** Opening Material for this task block **
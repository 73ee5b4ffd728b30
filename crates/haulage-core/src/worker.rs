//! Executing an assignment.
//!
//! Path planning and re-validation happen first; the world is only mutated
//! once everything checks out. A failed execution leaves the world untouched
//! and the plan is simply dropped. The next planning pass finds fresh work.

use crate::assignment::{Assignment, AssignmentKind};
use crate::classify::{Occupant, classify};
use crate::config::EngineConfig;
use crate::container::Container;
use crate::grid::GridPosition;
use crate::id::EntityId;
use crate::item::{ItemStack, ReservedItems};
use crate::producer::{Producer, ProducerState};
use crate::world::World;
use tracing::warn;

/// Locomotion between two known tiles, provided by the host.
pub trait PathPlanner {
    fn try_plan_path(&self, from: GridPosition, to: GridPosition) -> Option<Vec<GridPosition>>;
}

#[derive(Debug, Clone, PartialEq, Eq, thiserror::Error)]
pub enum ExecuteError {
    #[error("no path from {from:?} to {to:?}")]
    Unreachable { from: GridPosition, to: GridPosition },
    #[error("hub {0:?} no longer exists")]
    MissingHub(EntityId),
    #[error("stale assignment: {0}")]
    Stale(&'static str),
}

/// A completed trip.
#[derive(Debug, Clone, PartialEq, Eq)]
pub struct Trip {
    pub to_source: Vec<GridPosition>,
    pub to_target: Vec<GridPosition>,
    pub moved: Vec<ItemStack>,
}

fn stale(assignment: &Assignment, reason: &'static str) -> ExecuteError {
    warn!(
        hub = ?assignment.hub,
        source = ?assignment.source,
        target = ?assignment.target,
        reason,
        "discarding stale assignment"
    );
    ExecuteError::Stale(reason)
}

fn plan<P: PathPlanner + ?Sized>(
    planner: &P,
    from: GridPosition,
    to: GridPosition,
) -> Result<Vec<GridPosition>, ExecuteError> {
    planner
        .try_plan_path(from, to)
        .ok_or(ExecuteError::Unreachable { from, to })
}

fn producer_at(
    world: &World,
    assignment: &Assignment,
    tile: GridPosition,
    id: EntityId,
) -> Result<Producer, ExecuteError> {
    match classify(world, tile) {
        Occupant::Producer(p) if p.entity == id => Ok(p),
        _ => Err(stale(assignment, "producer is gone")),
    }
}

fn container_at(
    world: &World,
    assignment: &Assignment,
    tile: GridPosition,
    id: EntityId,
) -> Result<Container, ExecuteError> {
    match classify(world, tile) {
        Occupant::Container(c) if c.entity == id => Ok(c),
        _ => Err(stale(assignment, "container is gone")),
    }
}

/// Walk hub -> source -> target and move the items.
pub fn execute<P: PathPlanner + ?Sized>(
    world: &mut World,
    config: &EngineConfig,
    assignment: &Assignment,
    planner: &P,
    reserved: ReservedItems<'_>,
) -> Result<Trip, ExecuteError> {
    let start = world
        .hub(assignment.hub)
        .ok_or(ExecuteError::MissingHub(assignment.hub))?
        .access_point;
    let to_source = plan(planner, start, assignment.source_tile)?;
    let to_target = plan(planner, assignment.source_tile, assignment.target_tile)?;

    let moved = match assignment.kind {
        AssignmentKind::Fetch => fetch(world, config, assignment, reserved)?,
        AssignmentKind::Deliver { .. } => deliver(world, assignment, reserved)?,
    };
    Ok(Trip {
        to_source,
        to_target,
        moved,
    })
}

fn fetch(
    world: &mut World,
    config: &EngineConfig,
    assignment: &Assignment,
    reserved: ReservedItems<'_>,
) -> Result<Vec<ItemStack>, ExecuteError> {
    let container = container_at(world, assignment, assignment.source_tile, assignment.source)?;
    let producer = producer_at(world, assignment, assignment.target_tile, assignment.target)?;

    if producer.state(world) != ProducerState::Idle {
        return Err(stale(assignment, "producer is no longer idle"));
    }
    if producer
        .recipe(world, config, &assignment.items, reserved)
        .is_none()
    {
        return Err(stale(assignment, "items no longer form a recipe"));
    }
    if assignment.items.iter().any(|s| reserved.contains(s)) {
        return Err(stale(assignment, "items became reserved"));
    }
    let Some(mut carried) = container.withdraw(world, &assignment.items) else {
        return Err(stale(assignment, "container is short"));
    };

    if !producer.fill(world, config, &mut carried, reserved) {
        if !container.store(world, &carried) {
            warn!(container = ?container.entity, ?carried, "could not return refused items");
        }
        return Err(stale(assignment, "producer refused the items"));
    }
    if !carried.is_empty() && !container.store(world, &carried) {
        warn!(container = ?container.entity, ?carried, "could not return leftover items");
    }
    Ok(assignment.items.clone())
}

fn deliver(
    world: &mut World,
    assignment: &Assignment,
    reserved: ReservedItems<'_>,
) -> Result<Vec<ItemStack>, ExecuteError> {
    let producer = producer_at(world, assignment, assignment.source_tile, assignment.source)?;
    let container = container_at(world, assignment, assignment.target_tile, assignment.target)?;

    if producer.state(world) != ProducerState::AwaitingPickup {
        return Err(stale(assignment, "producer has nothing to collect"));
    }
    match producer.deliverable(world, reserved) {
        Some(products) if products == assignment.items => {}
        _ => return Err(stale(assignment, "held products changed")),
    }
    if !container.fits_all(world, &assignment.items) {
        return Err(stale(assignment, "container has no room"));
    }

    let collected = producer.collect(world);
    if !container.store(world, &collected) {
        warn!(container = ?container.entity, ?collected, "store failed after a successful fit check");
    }
    Ok(collected)
}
** Closing Material for this task block **
What the task requires. Copy, from the lines above, each one that holds "derive".

Solution to the problem.
#[derive(Debug, Clone, PartialEq, Eq, thiserror::Error)]
#[derive(Debug, Clone, PartialEq, Eq)]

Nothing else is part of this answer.